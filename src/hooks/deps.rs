//! Dependency lists and structural change detection.

use std::any::Any;
use std::fmt;
use std::sync::Arc;

use crate::error::RenderError;

/// A single dependency value, compared structurally across renders.
#[derive(Clone)]
pub struct Dep {
	value: Arc<dyn Any + Send + Sync>,
	eq: fn(&dyn Any, &dyn Any) -> bool,
}

impl Dep {
	/// Captures a dependency value.
	pub fn of<T>(value: T) -> Self
	where
		T: Any + PartialEq + Send + Sync,
	{
		Self {
			value: Arc::new(value),
			eq: eq_impl::<T>,
		}
	}

	fn matches(&self, other: &Dep) -> bool {
		(self.eq)(&*self.value, &*other.value)
	}
}

impl fmt::Debug for Dep {
	fn fmt(&self, f: &mut fmt::Formatter<'_>) -> fmt::Result {
		f.write_str("Dep(<opaque>)")
	}
}

/// A dependency list.
pub type Deps = Vec<Dep>;

/// Builds a dependency list from `PartialEq` values.
///
/// ## Example
///
/// ```ignore
/// use_effect(ctx, load_page, Trigger::WithDeps(deps![page, per_page]))?;
/// ```
#[macro_export]
macro_rules! deps {
	($($value:expr),* $(,)?) => {
		vec![$($crate::hooks::Dep::of($value)),*]
	};
}

/// The outcome of comparing two dependency lists.
#[derive(Debug, Clone, Copy, PartialEq, Eq)]
pub enum DepsChange {
	/// Every element compared equal.
	Unchanged,
	/// At least one element differs.
	Changed,
}

/// Compares two dependency lists element-wise.
///
/// The lists must have equal length; a length change between renders is a
/// programmer error.
pub fn compare_deps(prev: &Deps, next: &Deps) -> Result<DepsChange, RenderError> {
	if prev.len() != next.len() {
		return Err(RenderError::DepsLengthMismatch {
			previous: prev.len(),
			current: next.len(),
		});
	}
	let unchanged = prev
		.iter()
		.zip(next.iter())
		.all(|(prev, next)| prev.matches(next));
	Ok(if unchanged {
		DepsChange::Unchanged
	} else {
		DepsChange::Changed
	})
}

fn eq_impl<T: Any + PartialEq>(a: &dyn Any, b: &dyn Any) -> bool {
	match (a.downcast_ref::<T>(), b.downcast_ref::<T>()) {
		(Some(a), Some(b)) => a == b,
		_ => false,
	}
}
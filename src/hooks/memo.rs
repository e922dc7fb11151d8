//! Memoisation hooks: `use_memo` and `use_callback`.

use std::any::Any;
use std::fmt;
use std::sync::Arc;

use crate::callback::Callback;
use crate::context::Context;
use crate::cuid::Cuid;
use crate::error::RenderError;
use crate::hooks::{compare_deps, recorded_deps, Deps, DepsChange, Hook, Trigger};

/// Retained slot for [`use_memo`].
#[derive(Clone)]
pub struct MemoHook {
	/// Stable hook id.
	pub id: Cuid,
	/// The memoised value.
	pub value: Arc<dyn Any + Send + Sync>,
	/// Dependency snapshot recorded at the last recompute.
	pub deps: Option<Deps>,
}

impl fmt::Debug for MemoHook {
	fn fmt(&self, f: &mut fmt::Formatter<'_>) -> fmt::Result {
		f.debug_struct("MemoHook")
			.field("id", &self.id)
			.field("value", &"<opaque>")
			.finish()
	}
}

/// Retained slot for [`use_callback`].
#[derive(Clone)]
pub struct CallbackHook {
	/// Stable hook id.
	pub id: Cuid,
	/// The stored callback.
	pub value: Arc<dyn Any + Send + Sync>,
	/// Dependency snapshot recorded at the last replacement.
	pub deps: Option<Deps>,
}

impl fmt::Debug for CallbackHook {
	fn fmt(&self, f: &mut fmt::Formatter<'_>) -> fmt::Result {
		f.debug_struct("CallbackHook")
			.field("id", &self.id)
			.field("value", &"<function>")
			.finish()
	}
}

/// Whether a memoised slot should be refreshed this render.
///
/// Fresh slots were already produced by their init closure, so only
/// pre-existing slots are ever refreshed.
fn should_refresh(
	initialized: bool,
	trigger: &Trigger,
	stored_deps: &Option<Deps>,
) -> Result<bool, RenderError> {
	if initialized {
		return Ok(false);
	}
	match (trigger, stored_deps) {
		(Trigger::OnMount, _) => Ok(false),
		(Trigger::OnUpdate, _) => Ok(true),
		(Trigger::WithDeps(next), Some(prev)) => {
			Ok(compare_deps(prev, next)? == DepsChange::Changed)
		}
		// The slot was last recorded under OnUpdate; treat as changed.
		(Trigger::WithDeps(_), None) => Ok(true),
	}
}

/// Memoises an expensive calculation.
///
/// The value is recomputed when `trigger` fires: never after mount for
/// [`Trigger::OnMount`], every render for [`Trigger::OnUpdate`], or when the
/// dependency list changes structurally for [`Trigger::WithDeps`].
pub fn use_memo<T>(
	ctx: &mut Context,
	func: impl Fn() -> T,
	trigger: Trigger,
) -> Result<T, RenderError>
where
	T: Any + Clone + Send + Sync,
{
	let (hook, index, initialized) = ctx.fetch_or_init_hook("memo", |cuid| {
		Hook::Memo(MemoHook {
			id: cuid.next(),
			value: Arc::new(func()),
			deps: recorded_deps(&trigger),
		})
	})?;
	let mut memo = match hook {
		Hook::Memo(memo) => memo,
		other => {
			return Err(RenderError::MalformedHook(format!(
				"expected memo hook, found {}",
				other.tag()
			)));
		}
	};
	if should_refresh(initialized, &trigger, &memo.deps)? {
		memo.value = Arc::new(func());
		memo.deps = recorded_deps(&trigger);
		ctx.update_hook(index, Hook::Memo(memo.clone()));
	}
	memo.value
		.downcast_ref::<T>()
		.cloned()
		.ok_or_else(|| RenderError::MalformedHook(format!("memo hook {} holds an unexpected type", memo.id)))
}

/// Memoises a function, keeping its identity stable while dependencies are
/// unchanged.
///
/// Whenever `trigger` fires, the stored callback is replaced by the newly
/// supplied one; otherwise callers receive the exact instance stored on a
/// previous render ([`Callback::same_fn`] holds).
pub fn use_callback<Args, Ret>(
	ctx: &mut Context,
	func: Callback<Args, Ret>,
	trigger: Trigger,
) -> Result<Callback<Args, Ret>, RenderError>
where
	Args: 'static,
	Ret: 'static,
{
	let (hook, index, initialized) = ctx.fetch_or_init_hook("callback", |cuid| {
		Hook::Callback(CallbackHook {
			id: cuid.next(),
			value: Arc::new(func.clone()),
			deps: recorded_deps(&trigger),
		})
	})?;
	let mut callback = match hook {
		Hook::Callback(callback) => callback,
		other => {
			return Err(RenderError::MalformedHook(format!(
				"expected callback hook, found {}",
				other.tag()
			)));
		}
	};
	if should_refresh(initialized, &trigger, &callback.deps)? {
		callback.value = Arc::new(func.clone());
		callback.deps = recorded_deps(&trigger);
		ctx.update_hook(index, Hook::Callback(callback.clone()));
	}
	callback
		.value
		.downcast_ref::<Callback<Args, Ret>>()
		.cloned()
		.ok_or_else(|| {
			RenderError::MalformedHook(format!(
				"callback hook {} holds an unexpected signature",
				callback.id
			))
		})
}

Instructions to follow:
From the entries above, pull out each line that includes "function".

Task output:
			.field("value", &"<function>")
/// Memoises a function, keeping its identity stable while dependencies are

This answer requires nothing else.